Give back exactly the lines that run from the beginning of the entries to the line containing "policy. The pair", both included, and nothing else.

-- Input data --
☆ ☆ ☆
//! Types shared by the registry, the input router, and the control handler

pub mod window_state;
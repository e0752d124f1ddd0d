//! Focus Module
//!
//! Holds the focused application/window pair and the focus policy. The pair
//! is stored as live keys; the registry clears it whenever the record it
//! names goes away.

use serde::{Deserialize, Serialize};

use super::WindowId;

/// Focus policy
#[derive(Debug, Clone, Copy, PartialEq, Eq, Default, Serialize, Deserialize)]
#[serde(rename_all = "snake_case")]
pub enum FocusPolicy {
    /// A button press focuses the window under the pointer
    #[default]
    ClickToFocus,
    /// Moving the pointer over a window focuses it
    FocusFollowsMouse,
}

/// The currently focused application and window
#[derive(Debug, Clone, PartialEq, Eq)]
pub struct FocusTarget {
    pub app_id: String,
    pub window: WindowId,
}

#[derive(Debug, Default)]
pub struct FocusState {
    current: Option<FocusTarget>,
}

impl FocusState {
    pub fn get(&self) -> Option<&FocusTarget> {
        self.current.as_ref()
    }

    pub fn focused_window(&self) -> Option<WindowId> {
        self.current.as_ref().map(|f| f.window)
    }

    pub fn set(&mut self, app_id: &str, window: WindowId) {
        self.current = Some(FocusTarget {
            app_id: app_id.to_string(),
            window,
        });
    }

    pub fn clear(&mut self) -> Option<FocusTarget> {
        self.current.take()
    }

    /// Clear focus if it points at `window`
    pub fn clear_if_window(&mut self, window: WindowId) -> bool {
        if self.focused_window() == Some(window) {
            self.current = None;
            return true;
        }
        false
    }

    /// Clear focus if it points into `app_id`
    pub fn clear_if_app(&mut self, app_id: &str) -> bool {
        if self.current.as_ref().is_some_and(|f| f.app_id == app_id) {
            self.current = None;
            return true;
        }
        false
    }
}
☆ ☆ ☆
-- Exercise result --
//! Types shared by the registry, the input router, and the control handler

pub mod window_state;
repository e0752d124f1ddd0d
//! Focus Module
//!
//! Holds the focused application/window pair and the focus policy. The pair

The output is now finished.